(WORK INSTRUCTIONS): Search the records below for "MessageDescriptor"; copy each line that has it.

(DATASET EXTRACT):
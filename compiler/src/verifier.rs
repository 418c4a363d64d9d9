use std::collections::HashSet;

use jvpp_gen_schema::ApiDescription;

use crate::{config::NamingConfig, error::GenError, types::wire_type_to_java};

/// Returns `Ok(())` if every generated message is well formed: aligned
/// args/types, known wire types, unique names. Ignored messages are not
/// checked.
pub fn verify_api(api: &ApiDescription, naming: &NamingConfig) -> Result<(), GenError> {
    let mut seen: HashSet<&str> = HashSet::new();

    for message in &api.messages {
        if naming.is_ignored(&message.name) {
            tracing::debug!("Skipping verification of ignored message {}", message.name);
            continue;
        }

        if !seen.insert(message.name.as_str()) {
            return Err(GenError::DuplicateMessage(message.name.clone()));
        }

        message.validate()?;

        for tag in &message.types {
            wire_type_to_java(&message.name, tag)?;
        }
    }

    Ok(())
}
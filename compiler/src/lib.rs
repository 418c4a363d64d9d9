//! jvpp-gen-compiler
//!
//! This crate implements:
//!  1) Naming conversions and message classification (`naming`, `classify`),
//!  2) The wire type table and input verification (`types`, `verifier`),
//!  3) A language-neutral description of generated files (`ir`) printed by a
//!     `Backend` (`gen_java`),
//!  4) The callback, DTO and future facade generators,
//!  5) Configuration and the `compile_api` entry point.

pub mod error;
pub mod config;
pub mod naming;
pub mod classify;
pub mod types;
pub mod verifier;
pub mod ir;
pub mod traits;
pub mod utils;
pub mod gen_java;
pub mod output;
pub mod dump_reply;
pub mod callback_gen;
pub mod dto_gen;
pub mod future_gen;
pub mod compiler;

pub use compiler::{compile_api, compile_api_with, GenerationReport};
pub use config::{GeneratorConfig, NamingConfig, OutputLayout};
pub use error::GenError;
pub use gen_java::JavaBackend;
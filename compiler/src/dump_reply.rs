//! Synthetic dump-reply wrappers.
//!
//! A dump answers with a stream of details records terminated by a control
//! ping. Each dump gets one wrapper class holding a list per details type;
//! a dump family may return several details types (sub-details), each ends
//! up as another list on the same wrapper.

use std::collections::HashMap;

use crate::{
    classify::ClassifiedMessage,
    config::GeneratorConfig,
    error::GenError,
    ir::{CompilationUnit, Field, Member},
    naming::{dump_reply_wrapper_name, dump_request_name},
    types::JavaType,
    utils::message_javadoc,
};

#[derive(Debug, Clone, PartialEq, Eq)]
pub struct DumpReplyWrapper {
    /// `FooDump`, the identity of the wrapper.
    pub dump_request: String,
    /// `FooDumpReplyDump`
    pub class_name:   String,
    /// Details type named in the `JVppReplyDump` supertype (first seen).
    pub details_type: String,
    pub javadoc:      Vec<String>,
    pub fields:       Vec<Field>,
}

/// Collects details messages during the DTO pass. Consumed by
/// [`DumpReplyAccumulator::finish`] once every message has been seen, so a
/// wrapper can never be emitted before all of its details are merged.
#[derive(Debug, Default)]
pub struct DumpReplyAccumulator {
    wrappers: Vec<DumpReplyWrapper>,
    index:    HashMap<String, usize>,
}

impl DumpReplyAccumulator {
    pub fn new() -> Self {
        Self::default()
    }

    /// Record a details message. Creates the wrapper on first sight of its
    /// dump, appends a list field otherwise.
    pub fn record(&mut self, message: &ClassifiedMessage<'_>, config: &GeneratorConfig) -> Result<(), GenError> {
        let naming = &config.naming;
        let dump_request = dump_request_name(message.name(), naming);
        let field = Field::new(
            message.method_name.clone(),
            JavaType::List(config.plugin_dto(&message.class_name)),
        );

        if let Some(&i) = self.index.get(&dump_request) {
            tracing::debug!("Adding {} to dump reply {}", message.name(), self.wrappers[i].class_name);
            self.wrappers[i].fields.push(field);
            return Ok(());
        }

        let javadoc = message_javadoc(
            "This class represents dump reply wrapper.",
            "dto_gen",
            &config.input_file,
            message.descriptor,
        )?;
        self.index.insert(dump_request.clone(), self.wrappers.len());
        self.wrappers.push(DumpReplyWrapper {
            class_name: dump_reply_wrapper_name(message.name(), naming),
            dump_request,
            details_type: message.class_name.clone(),
            javadoc,
            fields: vec![field],
        });
        Ok(())
    }

    pub fn len(&self) -> usize {
        self.wrappers.len()
    }

    pub fn is_empty(&self) -> bool {
        self.wrappers.is_empty()
    }

    pub fn get(&self, dump_request: &str) -> Option<&DumpReplyWrapper> {
        self.index.get(dump_request).map(|&i| &self.wrappers[i])
    }

    /// One unit per wrapper, in first-seen order. Structural methods cover
    /// the cumulative field list.
    pub fn finish(self, config: &GeneratorConfig) -> Vec<CompilationUnit> {
        self.wrappers
            .into_iter()
            .map(|wrapper| {
                let mut unit = CompilationUnit::class(
                    format!("{}.{}", config.plugin_package, config.dto_package),
                    wrapper.class_name.clone(),
                );
                unit.javadoc = wrapper.javadoc;
                unit.supertypes.push(format!(
                    "{}<{}, {}>",
                    config.base_dto("JVppReplyDump"),
                    config.plugin_dto(&wrapper.dump_request),
                    config.plugin_dto(&wrapper.details_type)
                ));
                unit.members = Member::structural(&wrapper.class_name, &wrapper.fields);
                unit.fields = wrapper.fields;
                unit
            })
            .collect()
    }
}

#[cfg(test)]
mod tests {
    use super::*;
    use crate::ir::HashStrategy;
    use jvpp_gen_schema::MessageDescriptor;

    fn details(name: &str) -> MessageDescriptor {
        MessageDescriptor::new(name, ["context", "id"], ["u32", "u32"])
    }

    #[test]
    fn details_of_one_dump_share_a_wrapper() {
        let mut config = GeneratorConfig::default();
        config.naming = config.naming.clone().with_request_for("bar_details", "foo");
        let foo = details("foo_details");
        let bar = details("bar_details");

        let mut acc = DumpReplyAccumulator::new();
        acc.record(&ClassifiedMessage::new(&foo, &config.naming), &config).unwrap();
        acc.record(&ClassifiedMessage::new(&bar, &config.naming), &config).unwrap();
        assert_eq!(acc.len(), 1);

        let wrapper = acc.get("FooDump").expect("wrapper keyed by dump request");
        assert_eq!(wrapper.class_name, "FooDumpReplyDump");
        assert_eq!(wrapper.details_type, "FooDetails");

        let units = acc.finish(&config);
        assert_eq!(units.len(), 1);
        assert_eq!(units[0].field_names(), vec!["fooDetails", "barDetails"]);
        assert_eq!(
            units[0].hash_strategy(),
            Some(&HashStrategy::Combined(vec!["fooDetails".into(), "barDetails".into()]))
        );
    }

    #[test]
    fn single_details_hashes_list_contents() {
        let config = GeneratorConfig::default();
        let msg = details("sw_interface_details");
        let mut acc = DumpReplyAccumulator::new();
        acc.record(&ClassifiedMessage::new(&msg, &config.naming), &config).unwrap();

        let units = acc.finish(&config);
        assert_eq!(units[0].name, "SwInterfaceDumpReplyDump");
        assert_eq!(
            units[0].hash_strategy(),
            Some(&HashStrategy::SingleCollection("swInterfaceDetails".into()))
        );
        assert_eq!(
            units[0].supertypes,
            vec![
                "io.fd.vpp.jvpp.dto.JVppReplyDump<io.fd.vpp.jvpp.core.dto.SwInterfaceDump, \
                 io.fd.vpp.jvpp.core.dto.SwInterfaceDetails>"
                    .to_string()
            ]
        );
    }
}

(OUTPUT FOR THIS TASK):
    use jvpp_gen_schema::MessageDescriptor;
    fn details(name: &str) -> MessageDescriptor {
        MessageDescriptor::new(name, ["context", "id"], ["u32", "u32"])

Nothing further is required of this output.